— WHAT YOU ARE ASKED TO DO —
Copy every line of the records below that holds the word "than".

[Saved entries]
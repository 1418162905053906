//! Newline-delimited framing over any byte stream.

use std::io::{self, BufRead, BufReader, Read, Write};

/// Longest line accepted from a peer, not counting the newline.
pub const MAX_LINE_LEN: usize = 4096;

/// Reads one line at a time from a byte stream.
///
/// Lines are returned without the trailing `\n`, and a `\r` right before it
/// is dropped too. A final fragment without a newline is still returned.
/// After end of stream every call returns `Ok(None)`.
///
/// A line that is not UTF-8 or is longer than the limit is consumed up to
/// its newline and reported as `ErrorKind::InvalidData`, so the next call
/// starts on the following line.
pub struct LineReader<R> {
    reader: BufReader<R>,
    limit: usize,
    closed: bool,
}

impl<R: Read> LineReader<R> {
    pub fn new(reader: R) -> Self {
        Self::with_limit(reader, MAX_LINE_LEN)
    }

    pub fn with_limit(reader: R, limit: usize) -> Self {
        Self {
            reader: BufReader::new(reader),
            limit,
            closed: false,
        }
    }

    /// Read the next line, or `None` once the stream has ended.
    pub fn read_line(&mut self) -> io::Result<Option<String>> {
        if self.closed {
            return Ok(None);
        }

        let mut buf = Vec::new();
        let max = self.limit as u64 + 1;
        let bytes_read = (&mut self.reader).take(max).read_until(b'\n', &mut buf)?;
        if bytes_read == 0 {
            self.closed = true;
            return Ok(None);
        }

        if buf.last() == Some(&b'\n') {
            buf.pop();
            if buf.last() == Some(&b'\r') {
                buf.pop();
            }
        } else if buf.len() > self.limit {
            self.skip_rest_of_line()?;
            return Err(io::Error::new(
                io::ErrorKind::InvalidData,
                format!("line longer than {} bytes", self.limit),
            ));
        } else {
            // Unterminated final fragment.
            self.closed = true;
        }

        String::from_utf8(buf)
            .map(Some)
            .map_err(|e| io::Error::new(io::ErrorKind::InvalidData, e))
    }

    /// Discard input up to and including the next newline.
    fn skip_rest_of_line(&mut self) -> io::Result<()> {
        loop {
            let available = self.reader.fill_buf()?;
            if available.is_empty() {
                self.closed = true;
                return Ok(());
            }
            match available.iter().position(|&b| b == b'\n') {
                Some(end) => {
                    self.reader.consume(end + 1);
                    return Ok(());
                }
                None => {
                    let len = available.len();
                    self.reader.consume(len);
                }
            }
        }
    }
}

/// Writes one line at a time to a byte stream.
pub struct LineWriter<W> {
    writer: W,
}

impl<W: Write> LineWriter<W> {
    pub fn new(writer: W) -> Self {
        Self { writer }
    }

    /// Write `line` followed by `\n` and flush.
    ///
    /// `line` must not contain its own newline.
    pub fn write_line(&mut self, line: &str) -> io::Result<()> {
        self.writer.write_all(line.as_bytes())?;
        self.writer.write_all(b"\n")?;
        self.writer.flush()
    }

    #[must_use]
    pub fn get_ref(&self) -> &W {
        &self.writer
    }

    pub fn into_inner(self) -> W {
        self.writer
    }
}
//! TCP front end: bind a port, pair up connections, run sessions.
//!
//! Each pair of connections gets its own `Session` on its own thread.
//! Sessions share no state.

pub mod config;
#[allow(clippy::module_inception)]
pub mod server;

pub use config::ServerConfig;
pub use server::{run_session, Server, ServerError};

— ANSWER TO THE PROBLEM —
/// A line that is not UTF-8 or is longer than the limit is consumed up to
                format!("line longer than {} bytes", self.limit),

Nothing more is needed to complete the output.